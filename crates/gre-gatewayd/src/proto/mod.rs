//! Wire formats spoken by the engine.

pub mod provision;
pub mod signaling;

pub use provision::{MessageKind, ProvisionMessage, SessionBody, SubBody, SubMessage, SubType};
pub use signaling::{ErrorCode, MessageType, Messages, SignalMessage};
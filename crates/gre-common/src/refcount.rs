//! Explicit reference counting.
//!
//! Routes, tunnels and similar shared resources are kept alive by the number
//! of sessions using them. Instead of ad hoc counter fields, they embed a
//! [`RefCounted`] and report through [`Release`] whether the caller just
//! dropped the last reference and must tear the resource down.

use thiserror::Error;

/// Error type for reference count operations.
#[derive(Debug, Clone, PartialEq, Eq, Error)]
pub enum RefCountError {
    #[error("Key not found")]
    KeyNotFound,

    #[error("Reference count underflow")]
    Underflow,

    #[error("Reference count overflow")]
    Overflow,
}

/// Outcome of releasing one reference.
#[derive(Debug, Clone, Copy, PartialEq, Eq)]
pub enum Release {
    /// Other holders remain; the count after release is carried.
    Shared(u32),
    /// That was the last reference.
    Last,
}

impl Release {
    pub fn is_last(&self) -> bool {
        matches!(self, Release::Last)
    }
}

/// A reference counter with checked acquire/release.
#[derive(Debug, Clone, Copy, Default, PartialEq, Eq)]
pub struct RefCounted {
    count: u32,
}

impl RefCounted {
    pub const fn new() -> Self {
        Self { count: 0 }
    }

    /// Takes one reference and returns true if this was the first one.
    pub fn acquire(&mut self) -> Result<bool, RefCountError> {
        self.count = self.count.checked_add(1).ok_or(RefCountError::Overflow)?;
        Ok(self.count == 1)
    }

    /// Drops one reference.
    pub fn release(&mut self) -> Result<Release, RefCountError> {
        self.count = self.count.checked_sub(1).ok_or(RefCountError::Underflow)?;
        if self.count == 0 {
            Ok(Release::Last)
        } else {
            Ok(Release::Shared(self.count))
        }
    }

    pub const fn count(&self) -> u32 {
        self.count
    }

    pub const fn is_referenced(&self) -> bool {
        self.count > 0
    }
}

/// Trait for types that embed a reference count.
pub trait HasRefCount {
    fn refs(&self) -> &RefCounted;

    fn refs_mut(&mut self) -> &mut RefCounted;

    fn ref_count(&self) -> u32 {
        self.refs().count()
    }
}

impl HasRefCount for RefCounted {
    fn refs(&self) -> &RefCounted {
        self
    }

    fn refs_mut(&mut self) -> &mut RefCounted {
        self
    }
}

_Task_: Return each line of the material above in which the string "impl" appears.

_Output below_:
impl Release {
impl RefCounted {
impl HasRefCount for RefCounted {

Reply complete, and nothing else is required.